● **Exercise brief**
Tally the lines below that contain the word "PresetEditor", and give only that number.

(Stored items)
________________________
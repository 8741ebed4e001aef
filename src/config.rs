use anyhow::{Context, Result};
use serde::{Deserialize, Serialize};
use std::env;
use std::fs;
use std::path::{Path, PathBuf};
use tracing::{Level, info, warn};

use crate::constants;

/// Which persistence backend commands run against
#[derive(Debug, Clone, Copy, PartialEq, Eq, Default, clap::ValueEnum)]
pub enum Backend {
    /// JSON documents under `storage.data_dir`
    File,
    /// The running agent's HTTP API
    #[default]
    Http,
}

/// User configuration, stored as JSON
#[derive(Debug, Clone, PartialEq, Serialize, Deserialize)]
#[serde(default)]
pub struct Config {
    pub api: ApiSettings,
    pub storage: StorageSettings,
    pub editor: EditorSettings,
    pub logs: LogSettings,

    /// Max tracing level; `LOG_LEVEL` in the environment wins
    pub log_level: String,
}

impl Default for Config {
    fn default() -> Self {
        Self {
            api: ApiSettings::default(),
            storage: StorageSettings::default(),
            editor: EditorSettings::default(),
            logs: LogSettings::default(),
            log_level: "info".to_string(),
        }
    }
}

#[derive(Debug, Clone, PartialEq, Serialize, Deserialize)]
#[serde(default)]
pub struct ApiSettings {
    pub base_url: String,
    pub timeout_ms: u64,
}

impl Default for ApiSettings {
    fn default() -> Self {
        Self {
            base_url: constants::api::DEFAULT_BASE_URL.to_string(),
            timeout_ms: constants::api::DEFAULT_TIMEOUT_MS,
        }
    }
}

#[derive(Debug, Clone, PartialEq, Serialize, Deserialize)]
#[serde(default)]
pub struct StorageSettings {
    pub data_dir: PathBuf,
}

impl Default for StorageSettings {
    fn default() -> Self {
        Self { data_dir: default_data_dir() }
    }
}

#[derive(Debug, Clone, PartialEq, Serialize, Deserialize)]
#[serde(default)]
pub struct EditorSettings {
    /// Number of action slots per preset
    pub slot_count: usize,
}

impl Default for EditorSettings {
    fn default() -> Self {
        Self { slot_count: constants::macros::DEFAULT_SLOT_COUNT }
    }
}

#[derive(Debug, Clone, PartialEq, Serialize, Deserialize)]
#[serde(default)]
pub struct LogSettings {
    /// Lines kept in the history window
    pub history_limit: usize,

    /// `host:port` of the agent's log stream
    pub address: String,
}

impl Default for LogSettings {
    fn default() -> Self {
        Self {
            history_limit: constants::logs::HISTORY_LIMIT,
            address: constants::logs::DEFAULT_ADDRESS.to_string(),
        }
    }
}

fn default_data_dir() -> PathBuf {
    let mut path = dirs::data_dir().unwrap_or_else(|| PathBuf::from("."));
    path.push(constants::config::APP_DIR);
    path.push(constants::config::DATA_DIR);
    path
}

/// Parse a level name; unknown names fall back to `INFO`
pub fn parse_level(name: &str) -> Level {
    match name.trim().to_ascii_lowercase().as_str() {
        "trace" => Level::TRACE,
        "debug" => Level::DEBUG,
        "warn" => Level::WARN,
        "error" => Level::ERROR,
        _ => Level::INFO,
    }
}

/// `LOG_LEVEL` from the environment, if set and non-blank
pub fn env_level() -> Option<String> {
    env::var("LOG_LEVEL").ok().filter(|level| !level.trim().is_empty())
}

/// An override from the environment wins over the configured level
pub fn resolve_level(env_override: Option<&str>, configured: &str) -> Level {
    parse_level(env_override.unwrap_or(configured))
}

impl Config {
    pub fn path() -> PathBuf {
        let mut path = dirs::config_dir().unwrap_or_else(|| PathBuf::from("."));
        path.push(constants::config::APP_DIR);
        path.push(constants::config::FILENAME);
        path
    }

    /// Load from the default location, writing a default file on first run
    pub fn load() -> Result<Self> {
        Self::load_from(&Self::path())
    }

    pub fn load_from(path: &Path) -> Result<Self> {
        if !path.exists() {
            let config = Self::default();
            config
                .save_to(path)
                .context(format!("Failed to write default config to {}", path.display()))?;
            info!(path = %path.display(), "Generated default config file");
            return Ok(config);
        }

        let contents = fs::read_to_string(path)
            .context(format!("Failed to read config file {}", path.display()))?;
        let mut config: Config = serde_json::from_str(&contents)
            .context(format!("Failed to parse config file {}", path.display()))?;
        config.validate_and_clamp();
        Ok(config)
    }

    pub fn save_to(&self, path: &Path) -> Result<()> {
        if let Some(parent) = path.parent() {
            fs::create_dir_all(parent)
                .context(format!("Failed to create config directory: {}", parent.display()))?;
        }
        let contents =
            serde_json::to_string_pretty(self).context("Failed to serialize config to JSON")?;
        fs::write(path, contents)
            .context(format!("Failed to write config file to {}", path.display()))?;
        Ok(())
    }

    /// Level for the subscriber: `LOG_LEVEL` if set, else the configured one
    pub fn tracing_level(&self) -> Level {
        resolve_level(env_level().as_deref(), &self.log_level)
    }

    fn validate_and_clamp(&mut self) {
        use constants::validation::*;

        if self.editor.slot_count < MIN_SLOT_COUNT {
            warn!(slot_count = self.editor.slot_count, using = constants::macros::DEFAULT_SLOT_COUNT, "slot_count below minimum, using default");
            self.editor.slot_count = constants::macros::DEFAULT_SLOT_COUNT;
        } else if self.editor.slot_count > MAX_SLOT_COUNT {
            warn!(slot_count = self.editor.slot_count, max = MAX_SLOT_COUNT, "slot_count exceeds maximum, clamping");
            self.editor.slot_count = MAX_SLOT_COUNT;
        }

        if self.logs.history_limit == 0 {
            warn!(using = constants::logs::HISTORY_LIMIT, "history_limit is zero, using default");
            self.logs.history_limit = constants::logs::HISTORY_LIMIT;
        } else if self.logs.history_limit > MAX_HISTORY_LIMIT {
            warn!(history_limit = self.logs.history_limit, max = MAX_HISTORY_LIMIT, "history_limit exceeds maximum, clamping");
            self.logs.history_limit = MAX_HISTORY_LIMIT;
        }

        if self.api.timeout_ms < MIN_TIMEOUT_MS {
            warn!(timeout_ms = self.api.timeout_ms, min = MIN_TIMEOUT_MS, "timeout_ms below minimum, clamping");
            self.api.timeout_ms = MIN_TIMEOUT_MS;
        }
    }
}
________________________
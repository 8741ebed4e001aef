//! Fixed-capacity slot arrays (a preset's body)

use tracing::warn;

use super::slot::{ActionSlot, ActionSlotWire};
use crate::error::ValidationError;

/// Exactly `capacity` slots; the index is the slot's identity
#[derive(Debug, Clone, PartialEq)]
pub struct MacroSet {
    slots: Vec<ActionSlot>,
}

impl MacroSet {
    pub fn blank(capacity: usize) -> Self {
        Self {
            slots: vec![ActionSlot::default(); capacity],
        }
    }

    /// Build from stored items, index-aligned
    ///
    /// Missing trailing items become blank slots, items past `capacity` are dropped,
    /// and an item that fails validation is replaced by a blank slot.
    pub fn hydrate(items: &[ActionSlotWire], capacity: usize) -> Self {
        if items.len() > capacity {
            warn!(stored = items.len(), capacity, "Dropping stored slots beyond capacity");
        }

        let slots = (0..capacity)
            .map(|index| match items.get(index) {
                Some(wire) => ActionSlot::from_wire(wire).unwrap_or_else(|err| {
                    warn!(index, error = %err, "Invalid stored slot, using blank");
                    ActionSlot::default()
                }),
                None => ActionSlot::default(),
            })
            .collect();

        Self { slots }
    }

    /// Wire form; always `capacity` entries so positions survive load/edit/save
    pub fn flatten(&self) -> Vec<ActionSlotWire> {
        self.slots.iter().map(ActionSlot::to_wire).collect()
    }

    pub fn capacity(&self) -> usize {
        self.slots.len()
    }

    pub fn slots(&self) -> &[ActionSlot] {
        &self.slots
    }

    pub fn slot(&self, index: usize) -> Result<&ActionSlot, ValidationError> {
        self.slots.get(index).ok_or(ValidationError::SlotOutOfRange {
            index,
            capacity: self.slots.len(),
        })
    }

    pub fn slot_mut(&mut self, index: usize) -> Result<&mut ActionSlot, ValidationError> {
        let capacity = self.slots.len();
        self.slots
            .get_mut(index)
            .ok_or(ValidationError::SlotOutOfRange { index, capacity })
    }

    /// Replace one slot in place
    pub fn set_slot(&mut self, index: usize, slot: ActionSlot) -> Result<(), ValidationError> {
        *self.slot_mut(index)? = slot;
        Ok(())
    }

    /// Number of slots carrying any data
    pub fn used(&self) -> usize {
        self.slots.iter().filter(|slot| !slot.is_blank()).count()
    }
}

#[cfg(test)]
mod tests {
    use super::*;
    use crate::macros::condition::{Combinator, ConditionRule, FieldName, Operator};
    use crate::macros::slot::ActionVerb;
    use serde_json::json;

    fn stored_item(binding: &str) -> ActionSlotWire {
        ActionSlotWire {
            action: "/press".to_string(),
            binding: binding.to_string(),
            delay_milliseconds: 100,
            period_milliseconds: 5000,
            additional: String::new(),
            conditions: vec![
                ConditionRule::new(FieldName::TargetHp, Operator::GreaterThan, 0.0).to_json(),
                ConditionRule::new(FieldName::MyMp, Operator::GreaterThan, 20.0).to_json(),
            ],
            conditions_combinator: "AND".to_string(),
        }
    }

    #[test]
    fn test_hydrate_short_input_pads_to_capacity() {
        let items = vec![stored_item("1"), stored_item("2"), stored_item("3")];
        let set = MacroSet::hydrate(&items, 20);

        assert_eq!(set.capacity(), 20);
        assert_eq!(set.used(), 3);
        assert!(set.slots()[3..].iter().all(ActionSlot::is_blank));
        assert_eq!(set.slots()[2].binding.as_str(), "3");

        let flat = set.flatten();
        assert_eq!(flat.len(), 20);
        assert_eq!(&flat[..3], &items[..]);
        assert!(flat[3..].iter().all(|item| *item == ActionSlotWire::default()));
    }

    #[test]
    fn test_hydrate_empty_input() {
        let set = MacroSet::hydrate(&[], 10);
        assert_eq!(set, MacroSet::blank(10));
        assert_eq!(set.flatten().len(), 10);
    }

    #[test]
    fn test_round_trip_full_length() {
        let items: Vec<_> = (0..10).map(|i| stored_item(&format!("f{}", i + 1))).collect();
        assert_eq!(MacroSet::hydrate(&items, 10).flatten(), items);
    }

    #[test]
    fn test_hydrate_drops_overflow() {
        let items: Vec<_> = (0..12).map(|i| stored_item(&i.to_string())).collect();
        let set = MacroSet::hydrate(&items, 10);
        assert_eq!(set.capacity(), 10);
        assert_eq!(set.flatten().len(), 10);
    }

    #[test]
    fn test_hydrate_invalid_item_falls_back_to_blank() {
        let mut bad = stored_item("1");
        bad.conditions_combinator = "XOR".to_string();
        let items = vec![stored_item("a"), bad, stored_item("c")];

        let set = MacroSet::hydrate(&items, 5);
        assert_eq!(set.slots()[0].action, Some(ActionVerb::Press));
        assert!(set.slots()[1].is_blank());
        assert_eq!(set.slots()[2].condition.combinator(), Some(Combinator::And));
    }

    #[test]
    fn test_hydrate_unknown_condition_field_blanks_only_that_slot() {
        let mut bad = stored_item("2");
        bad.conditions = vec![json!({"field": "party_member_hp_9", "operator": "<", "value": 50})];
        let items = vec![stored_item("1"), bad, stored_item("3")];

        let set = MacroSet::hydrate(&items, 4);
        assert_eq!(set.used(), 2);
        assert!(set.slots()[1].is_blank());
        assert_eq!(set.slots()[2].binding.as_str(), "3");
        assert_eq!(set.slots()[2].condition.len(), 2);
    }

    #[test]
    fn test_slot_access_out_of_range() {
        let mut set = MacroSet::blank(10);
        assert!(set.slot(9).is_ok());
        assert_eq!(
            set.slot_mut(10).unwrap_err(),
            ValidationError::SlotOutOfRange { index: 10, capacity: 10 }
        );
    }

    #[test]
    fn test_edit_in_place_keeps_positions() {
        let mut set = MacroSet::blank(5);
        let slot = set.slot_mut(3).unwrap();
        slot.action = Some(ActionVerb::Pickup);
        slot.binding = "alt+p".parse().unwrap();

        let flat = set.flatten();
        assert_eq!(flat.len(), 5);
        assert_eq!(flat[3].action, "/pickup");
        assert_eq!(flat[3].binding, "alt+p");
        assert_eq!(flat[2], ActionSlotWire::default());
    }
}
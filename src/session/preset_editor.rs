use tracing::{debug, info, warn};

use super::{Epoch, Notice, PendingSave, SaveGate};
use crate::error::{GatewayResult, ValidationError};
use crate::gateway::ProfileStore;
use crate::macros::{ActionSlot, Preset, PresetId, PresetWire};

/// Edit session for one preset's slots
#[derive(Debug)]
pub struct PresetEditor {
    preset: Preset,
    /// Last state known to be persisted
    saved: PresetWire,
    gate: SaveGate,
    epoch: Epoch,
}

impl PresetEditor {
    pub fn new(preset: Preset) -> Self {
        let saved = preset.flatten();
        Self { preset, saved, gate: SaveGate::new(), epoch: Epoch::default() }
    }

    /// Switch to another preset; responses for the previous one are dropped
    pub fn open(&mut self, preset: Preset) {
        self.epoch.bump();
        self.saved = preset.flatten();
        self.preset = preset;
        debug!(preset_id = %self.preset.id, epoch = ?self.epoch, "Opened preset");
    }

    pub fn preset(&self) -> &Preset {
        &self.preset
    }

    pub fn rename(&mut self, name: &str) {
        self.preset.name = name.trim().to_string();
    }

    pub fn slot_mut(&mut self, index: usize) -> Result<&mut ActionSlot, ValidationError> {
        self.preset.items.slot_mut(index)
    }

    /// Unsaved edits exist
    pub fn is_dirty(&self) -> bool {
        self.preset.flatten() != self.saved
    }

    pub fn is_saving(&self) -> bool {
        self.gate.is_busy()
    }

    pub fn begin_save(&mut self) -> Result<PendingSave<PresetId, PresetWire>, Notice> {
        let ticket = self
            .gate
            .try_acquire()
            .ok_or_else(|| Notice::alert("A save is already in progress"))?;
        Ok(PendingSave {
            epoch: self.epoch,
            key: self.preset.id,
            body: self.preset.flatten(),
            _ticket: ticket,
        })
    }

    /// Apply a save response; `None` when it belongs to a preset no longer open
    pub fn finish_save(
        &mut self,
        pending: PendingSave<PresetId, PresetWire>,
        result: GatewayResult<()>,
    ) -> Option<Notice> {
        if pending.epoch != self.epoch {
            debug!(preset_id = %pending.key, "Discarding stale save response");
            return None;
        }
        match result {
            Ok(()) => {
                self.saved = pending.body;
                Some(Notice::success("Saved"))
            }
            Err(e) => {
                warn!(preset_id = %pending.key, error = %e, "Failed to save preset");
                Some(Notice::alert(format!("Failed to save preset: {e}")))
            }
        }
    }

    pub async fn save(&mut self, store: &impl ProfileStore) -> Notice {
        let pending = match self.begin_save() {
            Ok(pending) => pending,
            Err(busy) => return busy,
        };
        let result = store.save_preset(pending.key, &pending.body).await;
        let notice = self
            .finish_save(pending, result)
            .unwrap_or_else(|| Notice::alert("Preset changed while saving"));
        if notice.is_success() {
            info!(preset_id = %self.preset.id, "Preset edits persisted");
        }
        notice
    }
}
________________________
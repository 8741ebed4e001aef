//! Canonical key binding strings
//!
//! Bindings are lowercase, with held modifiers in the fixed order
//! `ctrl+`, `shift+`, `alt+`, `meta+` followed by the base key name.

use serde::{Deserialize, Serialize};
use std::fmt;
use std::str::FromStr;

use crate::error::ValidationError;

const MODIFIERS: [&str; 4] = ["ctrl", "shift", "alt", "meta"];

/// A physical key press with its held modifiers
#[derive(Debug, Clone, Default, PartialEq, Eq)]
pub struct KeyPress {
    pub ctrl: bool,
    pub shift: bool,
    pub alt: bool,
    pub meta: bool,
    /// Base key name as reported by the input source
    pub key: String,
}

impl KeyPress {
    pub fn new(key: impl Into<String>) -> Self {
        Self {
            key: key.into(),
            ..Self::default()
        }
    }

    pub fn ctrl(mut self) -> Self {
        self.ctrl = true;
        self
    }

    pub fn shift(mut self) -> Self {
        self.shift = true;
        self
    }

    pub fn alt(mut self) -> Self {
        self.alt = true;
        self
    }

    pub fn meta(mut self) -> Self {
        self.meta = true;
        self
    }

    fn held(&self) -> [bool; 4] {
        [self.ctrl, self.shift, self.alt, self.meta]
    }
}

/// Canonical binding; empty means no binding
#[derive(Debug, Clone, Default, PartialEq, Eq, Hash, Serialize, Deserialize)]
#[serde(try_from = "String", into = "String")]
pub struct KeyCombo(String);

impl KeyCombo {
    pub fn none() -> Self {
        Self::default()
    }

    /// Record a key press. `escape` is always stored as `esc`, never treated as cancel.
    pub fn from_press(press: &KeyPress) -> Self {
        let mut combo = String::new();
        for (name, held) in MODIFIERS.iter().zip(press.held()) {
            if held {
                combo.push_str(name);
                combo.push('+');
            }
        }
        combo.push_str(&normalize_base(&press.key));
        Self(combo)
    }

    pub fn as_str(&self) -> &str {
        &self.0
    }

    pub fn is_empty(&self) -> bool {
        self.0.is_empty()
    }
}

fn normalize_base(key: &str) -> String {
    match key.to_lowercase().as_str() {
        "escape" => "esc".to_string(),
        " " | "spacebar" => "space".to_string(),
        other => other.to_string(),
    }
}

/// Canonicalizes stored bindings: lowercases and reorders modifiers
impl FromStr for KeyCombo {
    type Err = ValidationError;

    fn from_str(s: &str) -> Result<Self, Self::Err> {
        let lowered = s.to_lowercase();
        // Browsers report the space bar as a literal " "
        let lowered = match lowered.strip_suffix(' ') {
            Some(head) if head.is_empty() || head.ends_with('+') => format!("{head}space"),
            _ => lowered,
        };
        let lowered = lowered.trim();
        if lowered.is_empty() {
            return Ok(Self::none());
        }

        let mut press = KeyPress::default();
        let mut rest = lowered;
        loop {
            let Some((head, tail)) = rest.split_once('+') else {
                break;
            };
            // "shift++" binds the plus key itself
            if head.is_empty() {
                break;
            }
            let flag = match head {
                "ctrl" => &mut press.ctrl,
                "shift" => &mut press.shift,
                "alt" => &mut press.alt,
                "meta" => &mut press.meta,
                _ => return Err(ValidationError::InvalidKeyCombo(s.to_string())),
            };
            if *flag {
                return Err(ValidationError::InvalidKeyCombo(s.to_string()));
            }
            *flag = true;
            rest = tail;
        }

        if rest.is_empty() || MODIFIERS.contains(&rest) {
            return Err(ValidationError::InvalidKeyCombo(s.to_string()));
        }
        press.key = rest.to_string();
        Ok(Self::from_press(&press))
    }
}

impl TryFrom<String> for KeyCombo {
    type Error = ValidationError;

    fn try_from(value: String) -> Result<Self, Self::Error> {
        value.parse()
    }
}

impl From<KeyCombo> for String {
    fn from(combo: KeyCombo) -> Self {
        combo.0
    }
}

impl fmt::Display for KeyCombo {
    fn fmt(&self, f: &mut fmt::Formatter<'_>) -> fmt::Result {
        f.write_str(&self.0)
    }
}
________________________
● **Completed exercise**
2